NB.: Any prices, vintage ratings and drinkability expressed are those current at the time this article was published, and may have changed in the meantime. This article is Copyright ©
=================================================================
JR's notes:
This was a unique supplement to the December, 1999 issue of DECANTER. A number of writers were asked to come up with - well, see the title for details. My department was Spain and I had tremendous fun with this. The DECANTER website is at www.decanter.com
=================================================================
1,000 HINTS FOR THE MILLENNIUM - SPAIN
i - RAVING RIOJAS
i-1 Manuel Quintana was the first to send his wines to America in new oak barrels, about 1800. His neighbours refused to speak to him, so he stopped. Commemorate his pioneering spirit with a gran reserva.
i-2 They said the first Riscal was raving when he tried to change the way Rioja was made in 1860. Rave over his gorgeous, rich, spicy Barón de Chirel reserva and decide whether he was right.
i-3 On Good Friday pilgrims in San Vicente de la Sonsierra put on white habits with open backs and walk barefoot through the town, whipping themselves until they bleed. It makes them feel good. Don't join in.
i-4 The Battle of the Wine happens outside Haro every 29th June, in which participants drink wine, throw wine, drink wine, get drenched in wine and drink wine before returning home, singing. Do join in.
i-4 Rioja has celebrated 9 excelente vintages since it got the DO: 1934, 1948, 1952, 1955, 1958, 1964, 1982, 1994 and 1995. Buy the 94s and 95s if you can find them, and stash them for twenty years.
i-5 David Moreno was sacked from a car-factory in 1979. He used his redundancy pay to buy some wine, borrowed a book on winemaking, and now makes a million litres a year. Enjoy it as decent, good-value Rioja.
i-6 Rioja has suffered only six deficiente vintages since it got the DO: 1929, 1938, 1945, 1953, 1965, 1971 and 1972. Cook with it, sprinkle on chips or just pour down the loo. Or don't bother to buy it at all.
i-7 Traditional white Rioja is made from Viura and Malvasía, cask-aged and pale gold, oaky, smoky, oxidised and heavy. It's an acquired taste which appeals only to a minority of very weird individuals. Join us!

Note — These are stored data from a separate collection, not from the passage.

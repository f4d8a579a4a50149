use std::env;

use anyhow::Result;
use bytes::Bytes;
use hmacsign_azure_communication::{
    Config, Credential, DefaultCredentialProvider, RequestSigner,
};
use hmacsign_core::{Context, OsEnv, Signer};
use http::StatusCode;
use http_body_util::{BodyExt, Empty, Full};
use log::{debug, warn};
use reqwest::Client;

fn init_live_signer() -> Option<(Signer<Credential>, String)> {
    let _ = env_logger::builder().is_test(true).try_init();
    let _ = dotenv::dotenv();

    if env::var("HMACSIGN_AZURE_COMMUNICATION_TEST").unwrap_or_default() != "on" {
        return None;
    }

    let ctx = Context::new().with_env(OsEnv);
    let config = Config::default().from_env(&ctx);
    let endpoint = config
        .resolved_endpoint()
        .expect("connection string must be valid")
        .expect("env AZURE_COMMUNICATION_ENDPOINT or AZURE_COMMUNICATION_CONNECTION_STRING must set");

    let provider = DefaultCredentialProvider::builder()
        .with_config(config)
        .build();
    let signer = Signer::new(ctx, provider, RequestSigner::new());

    Some((signer, endpoint.trim_end_matches('/').to_string()))
}

/// Hand a signed request over to reqwest with the exact bytes that were signed.
async fn into_reqwest(req: http::Request<Full<Bytes>>) -> Result<reqwest::Request> {
    let (parts, body) = req.into_parts();
    let body = body.collect().await?.to_bytes();
    Ok(http::Request::from_parts(parts, body).try_into()?)
}

#[tokio::test]
async fn test_get_unknown_email_status() -> Result<()> {
    let Some((signer, endpoint)) = init_live_signer() else {
        warn!("HMACSIGN_AZURE_COMMUNICATION_TEST is not set, skipped");
        return Ok(());
    };

    let req = http::Request::get(format!(
        "{endpoint}/emails/operations/not-exist-operation?api-version=2023-03-31"
    ))
    .body(Empty::<Bytes>::new())?;
    let req = signer.sign_request(req).await?;
    debug!("signed request: {req:?}");

    let resp = Client::new().execute(into_reqwest(req).await?).await?;
    debug!("got response: {resp:?}");

    // Authentication passed, the operation just doesn't exist.
    assert_eq!(StatusCode::NOT_FOUND, resp.status());
    Ok(())
}

#[tokio::test]
async fn test_wrong_key_is_rejected() -> Result<()> {
    let Some((signer, endpoint)) = init_live_signer() else {
        warn!("HMACSIGN_AZURE_COMMUNICATION_TEST is not set, skipped");
        return Ok(());
    };
    let signer = signer.with_credential_provider(
        hmacsign_azure_communication::StaticCredentialProvider::new("d3Jvbmcta2V5"),
    );

    let req = http::Request::get(format!(
        "{endpoint}/emails/operations/not-exist-operation?api-version=2023-03-31"
    ))
    .body(Empty::<Bytes>::new())?;
    let req = signer.sign_request(req).await?;

    let resp = Client::new().execute(into_reqwest(req).await?).await?;
    assert_eq!(StatusCode::UNAUTHORIZED, resp.status());
    Ok(())
}
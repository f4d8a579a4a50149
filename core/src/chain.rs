use crate::{Context, ProvideCredential, Result};
use async_trait::async_trait;
use std::fmt::{self, Debug};

/// A chain of credential providers that will be tried in order.
pub struct ProvideCredentialChain<C: Send + Sync + Unpin + 'static> {
    providers: Vec<Box<dyn ProvideCredential<Credential = C>>>,
}

impl<C: Send + Sync + Unpin + 'static> ProvideCredentialChain<C> {
    /// Create a new empty credential provider chain.
    pub fn new() -> Self {
        Self {
            providers: Vec::new(),
        }
    }

    /// Add a credential provider to the chain.
    pub fn push(mut self, provider: impl ProvideCredential<Credential = C>) -> Self {
        self.providers.push(Box::new(provider));
        self
    }

    /// Number of providers in the chain.
    pub fn len(&self) -> usize {
        self.providers.len()
    }

    /// Check if the chain has no provider.
    pub fn is_empty(&self) -> bool {
        self.providers.is_empty()
    }
}

impl<C: Send + Sync + Unpin + 'static> Default for ProvideCredentialChain<C> {
    fn default() -> Self {
        Self::new()
    }
}

impl<C: Send + Sync + Unpin + 'static> Debug for ProvideCredentialChain<C> {
    fn fmt(&self, f: &mut fmt::Formatter<'_>) -> fmt::Result {
        f.debug_struct("ProvideCredentialChain")
            .field("providers", &self.providers)
            .finish()
    }
}

#[async_trait]
impl<C: Send + Sync + Unpin + 'static> ProvideCredential for ProvideCredentialChain<C> {
    type Credential = C;

    async fn provide_credential(&self, ctx: &Context) -> Result<Option<Self::Credential>> {
        for provider in &self.providers {
            log::debug!("trying credential provider: {provider:?}");

            match provider.provide_credential(ctx).await {
                Ok(Some(cred)) => {
                    log::debug!("loaded credential from provider: {provider:?}");
                    return Ok(Some(cred));
                }
                Ok(None) => {
                    log::debug!("no credential found in provider: {provider:?}");
                    continue;
                }
                Err(e) => {
                    log::warn!("error loading credential from provider {provider:?}: {e:?}");
                    // Continue to next provider on error
                    continue;
                }
            }
        }

        Ok(None)
    }
}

i-8 New-wave white Rioja is made from Viura and sometimes 'experimental' varieties (and no Ch*rd*nn*y, honest guv, leave it out!). Experiment with Ijalba, Cosme Palacio, CVNE and Remelluri, but don't tell anyone else.
i-9 López Heredia, La Rioja Alta and Murrieta are some of the producers who have had little or no truck with 'new wave' wines. These are the shrines at which traditionalists worship. Come to church!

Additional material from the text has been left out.